Task goal:
Reproduce the entries exactly. Omit none of them.

Record extracts:
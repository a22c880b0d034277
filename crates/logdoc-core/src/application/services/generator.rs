//! Generator - main application orchestrator.
//!
//! This service coordinates one generation run:
//! 1. Validate source and destination directories
//! 2. Load the definition (see `DefinitionLoader`)
//! 3. Apply one template per artifact (see `Transformer`)
//!
//! A failure at any step ends the run. Artifacts written before the failure
//! are left in place.

use std::path::{Path, PathBuf};
use std::sync::Arc;
use std::time::{Duration, Instant};

use tracing::{debug, info, instrument};

use crate::{
    application::{
        ApplicationError,
        ports::{ContentResolver, Filesystem, MarkupParser, TemplateEngine, TemplateStore},
        services::{
            definition_loader::{DefinitionLoader, LoadOptions, LoadedDefinition},
            transformer::Transformer,
        },
    },
    domain::{AccessLevel, DomainName, Locale, SchemaSet, Target},
    error::LogdocResult,
};

/// Per-run generation settings.
#[derive(Debug, Clone, PartialEq, Eq)]
pub struct GenerateOptions {
    /// Alternative template set for the log class.
    pub target: Option<Target>,
    /// Validate inputs against the schemas.
    pub strict: bool,
}

impl Default for GenerateOptions {
    fn default() -> Self {
        Self {
            target: None,
            strict: true,
        }
    }
}

impl GenerateOptions {
    fn load_options(&self) -> LoadOptions {
        LoadOptions {
            strict: self.strict,
        }
    }
}

/// What a successful run produced.
#[derive(Debug, Clone, PartialEq)]
pub struct GenerationReport {
    pub domain: DomainName,
    pub access_level: AccessLevel,
    pub source_dir: PathBuf,
    pub dest_dir: PathBuf,
    /// Written files, in generation order.
    pub files: Vec<PathBuf>,
    pub locales: Vec<Locale>,
    pub groups: usize,
    pub entries: usize,
    pub elapsed: Duration,
}

/// Main generation service.
pub struct Generator {
    filesystem: Arc<dyn Filesystem>,
    loader: DefinitionLoader,
    transformer: Transformer,
}

impl Generator {
    /// Create a new generator with the given adapters.
    ///
    /// # Example
    ///
    /// ```rust,ignore
    /// use std::sync::Arc;
    /// use logdoc_core::application::{GenerateOptions, Generator};
    ///
    /// let generator = Generator::new(
    ///     Arc::new(filesystem), // impl Filesystem
    ///     Arc::new(parser),     // impl MarkupParser
    ///     Arc::new(templates),  // impl TemplateStore
    ///     Arc::new(engine),     // impl TemplateEngine
    ///     Arc::new(schemas),    // SchemaSet, loaded once at start-up
    /// );
    /// let report = generator.generate("defs".as_ref(), None, &GenerateOptions::default())?;
    /// ```
    pub fn new(
        filesystem: Arc<dyn Filesystem>,
        parser: Arc<dyn MarkupParser>,
        templates: Arc<dyn TemplateStore>,
        engine: Arc<dyn TemplateEngine>,
        schemas: Arc<SchemaSet>,
    ) -> Self {
        Self {
            loader: DefinitionLoader::new(Arc::clone(&filesystem), parser, templates, schemas),
            transformer: Transformer::new(Arc::clone(&filesystem), engine),
            filesystem,
        }
    }

    /// Load and validate the definition in `source_dir` without writing
    /// anything.
    #[instrument(skip_all, fields(source = %source_dir.display(), strict = options.strict))]
    pub fn check(&self, source_dir: &Path, options: LoadOptions) -> LogdocResult<LoadedDefinition> {
        self.validate_source_dir(source_dir)?;
        self.loader.load(source_dir, options)
    }

    /// Generate every artifact for the definition in `source_dir`.
    ///
    /// Output goes to `dest_dir/<domain as path>/`; `dest_dir` defaults to
    /// `source_dir`. Loading errors propagate unchanged.
    #[instrument(
        skip_all,
        fields(
            source = %source_dir.display(),
            dest = ?dest_dir.map(Path::display),
            target = ?options.target,
            strict = options.strict,
        )
    )]
    pub fn generate(
        &self,
        source_dir: &Path,
        dest_dir: Option<&Path>,
        options: &GenerateOptions,
    ) -> LogdocResult<GenerationReport> {
        let started = Instant::now();
        let dest_dir = dest_dir.unwrap_or(source_dir);

        info!(
            "Generating from {} into {}",
            source_dir.display(),
            dest_dir.display()
        );

        self.validate_source_dir(source_dir)?;
        self.validate_dest_dir(dest_dir)?;

        let loaded = self.loader.load(source_dir, options.load_options())?;
        let def = loaded.definition();
        let resolver: Arc<dyn ContentResolver> = loaded.resolver();
        let output_dir = dest_dir.join(def.domain_name().to_path());

        let mut files = Vec::new();
        for artifact in def.plan_artifacts(options.target.as_ref()) {
            let source = match artifact.kind().source_locale() {
                Some(locale) => def.translation_bundle(locale).ok_or_else(|| {
                    ApplicationError::NotFound {
                        path: source_dir.join(locale.bundle_file_name()),
                    }
                })?,
                None => def.source(),
            };

            debug!(
                template = artifact.template(),
                source = source.name(),
                "Planned artifact"
            );

            let path = self.transformer.apply_template(
                source,
                artifact.template(),
                &output_dir,
                artifact.output_file(),
                artifact.params(),
                Arc::clone(&resolver),
            )?;
            info!(file = %path.display(), "Generated");
            files.push(path);
        }

        let elapsed = started.elapsed();
        info!(
            files = files.len(),
            elapsed_ms = elapsed.as_millis() as u64,
            "Generation completed"
        );

        Ok(GenerationReport {
            domain: def.domain_name().clone(),
            access_level: def.access_level(),
            source_dir: source_dir.to_path_buf(),
            dest_dir: dest_dir.to_path_buf(),
            files,
            locales: def.locales().cloned().collect(),
            groups: def.groups().len(),
            entries: def.entry_count(),
            elapsed,
        })
    }

    // -------------------------------------------------------------------------
    // Internal Helpers
    // -------------------------------------------------------------------------

    fn validate_source_dir(&self, dir: &Path) -> LogdocResult<()> {
        let reason = if !self.filesystem.exists(dir) {
            Some("does not exist")
        } else if !self.filesystem.is_dir(dir) {
            Some("is not a directory")
        } else if !self.filesystem.is_readable(dir) {
            Some("is not readable")
        } else {
            None
        };

        match reason {
            Some(reason) => Err(directory_error("Source", dir, reason)),
            None => Ok(()),
        }
    }

    /// An existing destination must be a writable directory. A missing one
    /// must be creatable: its nearest existing ancestor has to be a writable
    /// directory. Nothing is created here.
    fn validate_dest_dir(&self, dir: &Path) -> LogdocResult<()> {
        if self.filesystem.exists(dir) {
            if !self.filesystem.is_dir(dir) {
                return Err(directory_error("Destination", dir, "is not a directory"));
            }
            if !self.filesystem.is_writable(dir) {
                return Err(directory_error("Destination", dir, "is not writable"));
            }
            return Ok(());
        }

        let anchor = dir
            .ancestors()
            .skip(1)
            .map(|a| {
                if a.as_os_str().is_empty() {
                    Path::new(".")
                } else {
                    a
                }
            })
            .find(|a| self.filesystem.exists(a));

        match anchor {
            Some(a) if self.filesystem.is_dir(a) && self.filesystem.is_writable(a) => Ok(()),
            Some(a) => Err(directory_error(
                "Destination",
                dir,
                &format!("cannot be created under {}", a.display()),
            )),
            None => Err(directory_error("Destination", dir, "cannot be created")),
        }
    }
}

fn directory_error(role: &'static str, path: &Path, reason: &str) -> crate::error::LogdocError {
    ApplicationError::Directory {
        role,
        path: path.to_path_buf(),
        reason: reason.to_string(),
    }
    .into()
}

Exercise solution:
repository a22c880b0d034277
filename crates/logdoc-core/src/application/services/generator.rs
//! Generator - main application orchestrator.
//!
//! This service coordinates one generation run:
//! 1. Validate source and destination directories
//! 2. Load the definition (see `DefinitionLoader`)
//! 3. Apply one template per artifact (see `Transformer`)
//!
//! A failure at any step ends the run. Artifacts written before the failure
//! are left in place.

use std::path::{Path, PathBuf};
use std::sync::Arc;
use std::time::{Duration, Instant};

use tracing::{debug, info, instrument};

use crate::{
    application::{
        ApplicationError,
        ports::{ContentResolver, Filesystem, MarkupParser, TemplateEngine, TemplateStore},
        services::{
            definition_loader::{DefinitionLoader, LoadOptions, LoadedDefinition},
            transformer::Transformer,
        },
    },
    domain::{AccessLevel, DomainName, Locale, SchemaSet, Target},
    error::LogdocResult,
};

/// Per-run generation settings.
#[derive(Debug, Clone, PartialEq, Eq)]
pub struct GenerateOptions {
    /// Alternative template set for the log class.
    pub target: Option<Target>,
    /// Validate inputs against the schemas.
    pub strict: bool,
}

impl Default for GenerateOptions {
    fn default() -> Self {
        Self {
            target: None,
            strict: true,
        }
    }
}

impl GenerateOptions {
    fn load_options(&self) -> LoadOptions {
        LoadOptions {
            strict: self.strict,
        }
    }
}

/// What a successful run produced.
#[derive(Debug, Clone, PartialEq)]
pub struct GenerationReport {
    pub domain: DomainName,
    pub access_level: AccessLevel,
    pub source_dir: PathBuf,
    pub dest_dir: PathBuf,
    /// Written files, in generation order.
    pub files: Vec<PathBuf>,
    pub locales: Vec<Locale>,
    pub groups: usize,
    pub entries: usize,
    pub elapsed: Duration,
}

/// Main generation service.
pub struct Generator {
    filesystem: Arc<dyn Filesystem>,
    loader: DefinitionLoader,
    transformer: Transformer,
}

impl Generator {
    /// Create a new generator with the given adapters.
    ///
    /// # Example
    ///
    /// ```rust,ignore
    /// use std::sync::Arc;
    /// use logdoc_core::application::{GenerateOptions, Generator};
    ///
    /// let generator = Generator::new(
    ///     Arc::new(filesystem), // impl Filesystem
    ///     Arc::new(parser),     // impl MarkupParser
    ///     Arc::new(templates),  // impl TemplateStore
    ///     Arc::new(engine),     // impl TemplateEngine
    ///     Arc::new(schemas),    // SchemaSet, loaded once at start-up
    /// );
    /// let report = generator.generate("defs".as_ref(), None, &GenerateOptions::default())?;
    /// ```
    pub fn new(
        filesystem: Arc<dyn Filesystem>,
        parser: Arc<dyn MarkupParser>,
        templates: Arc<dyn TemplateStore>,
        engine: Arc<dyn TemplateEngine>,
        schemas: Arc<SchemaSet>,
    ) -> Self {
        Self {
            loader: DefinitionLoader::new(Arc::clone(&filesystem), parser, templates, schemas),
            transformer: Transformer::new(Arc::clone(&filesystem), engine),
            filesystem,
        }
    }

    /// Load and validate the definition in `source_dir` without writing
    /// anything.
    #[instrument(skip_all, fields(source = %source_dir.display(), strict = options.strict))]
    pub fn check(&self, source_dir: &Path, options: LoadOptions) -> LogdocResult<LoadedDefinition> {
        self.validate_source_dir(source_dir)?;
        self.loader.load(source_dir, options)
    }

    /// Generate every artifact for the definition in `source_dir`.
    ///
    /// Output goes to `dest_dir/<domain as path>/`; `dest_dir` defaults to
    /// `source_dir`. Loading errors propagate unchanged.
    #[instrument(
        skip_all,
        fields(
            source = %source_dir.display(),
            dest = ?dest_dir.map(Path::display),
            target = ?options.target,
            strict = options.strict,
        )
    )]
    pub fn generate(
        &self,
        source_dir: &Path,
        dest_dir: Option<&Path>,
        options: &GenerateOptions,
    ) -> LogdocResult<GenerationReport> {
        let started = Instant::now();
        let dest_dir = dest_dir.unwrap_or(source_dir);

        info!(
            "Generating from {} into {}",
            source_dir.display(),
            dest_dir.display()
        );

        self.validate_source_dir(source_dir)?;
        self.validate_dest_dir(dest_dir)?;

        let loaded = self.loader.load(source_dir, options.load_options())?;
        let def = loaded.definition();
        let resolver: Arc<dyn ContentResolver> = loaded.resolver();
        let output_dir = dest_dir.join(def.domain_name().to_path());

        let mut files = Vec::new();
        for artifact in def.plan_artifacts(options.target.as_ref()) {
            let source = match artifact.kind().source_locale() {
                Some(locale) => def.translation_bundle(locale).ok_or_else(|| {
                    ApplicationError::NotFound {
                        path: source_dir.join(locale.bundle_file_name()),
                    }
                })?,
                None => def.source(),
            };

            debug!(
                template = artifact.template(),
                source = source.name(),
                "Planned artifact"
            );

            let path = self.transformer.apply_template(
                source,
                artifact.template(),
                &output_dir,
                artifact.output_file(),
                artifact.params(),
                Arc::clone(&resolver),
            )?;
            info!(file = %path.display(), "Generated");
            files.push(path);
        }

        let elapsed = started.elapsed();
        info!(
            files = files.len(),
            elapsed_ms = elapsed.as_millis() as u64,
            "Generation completed"
        );

        Ok(GenerationReport {
            domain: def.domain_name().clone(),
            access_level: def.access_level(),
            source_dir: source_dir.to_path_buf(),
            dest_dir: dest_dir.to_path_buf(),
            files,
            locales: def.locales().cloned().collect(),
            groups: def.groups().len(),
            entries: def.entry_count(),
            elapsed,
        })
    }

    // -------------------------------------------------------------------------
    // Internal Helpers
    // -------------------------------------------------------------------------

    fn validate_source_dir(&self, dir: &Path) -> LogdocResult<()> {
        let reason = if !self.filesystem.exists(dir) {
            Some("does not exist")
        } else if !self.filesystem.is_dir(dir) {
            Some("is not a directory")
        } else if !self.filesystem.is_readable(dir) {
            Some("is not readable")
        } else {
            None
        };

        match reason {
            Some(reason) => Err(directory_error("Source", dir, reason)),
            None => Ok(()),
        }
    }

    /// An existing destination must be a writable directory. A missing one
    /// must be creatable: its nearest existing ancestor has to be a writable
    /// directory. Nothing is created here.
    fn validate_dest_dir(&self, dir: &Path) -> LogdocResult<()> {
        if self.filesystem.exists(dir) {
            if !self.filesystem.is_dir(dir) {
                return Err(directory_error("Destination", dir, "is not a directory"));
            }
            if !self.filesystem.is_writable(dir) {
                return Err(directory_error("Destination", dir, "is not writable"));
            }
            return Ok(());
        }

        let anchor = dir
            .ancestors()
            .skip(1)
            .map(|a| {
                if a.as_os_str().is_empty() {
                    Path::new(".")
                } else {
                    a
                }
            })
            .find(|a| self.filesystem.exists(a));

        match anchor {
            Some(a) if self.filesystem.is_dir(a) && self.filesystem.is_writable(a) => Ok(()),
            Some(a) => Err(directory_error(
                "Destination",
                dir,
                &format!("cannot be created under {}", a.display()),
            )),
            None => Err(directory_error("Destination", dir, "cannot be created")),
        }
    }
}

fn directory_error(role: &'static str, path: &Path, reason: &str) -> crate::error::LogdocError {
    ApplicationError::Directory {
        role,
        path: path.to_path_buf(),
        reason: reason.to_string(),
    }
    .into()
}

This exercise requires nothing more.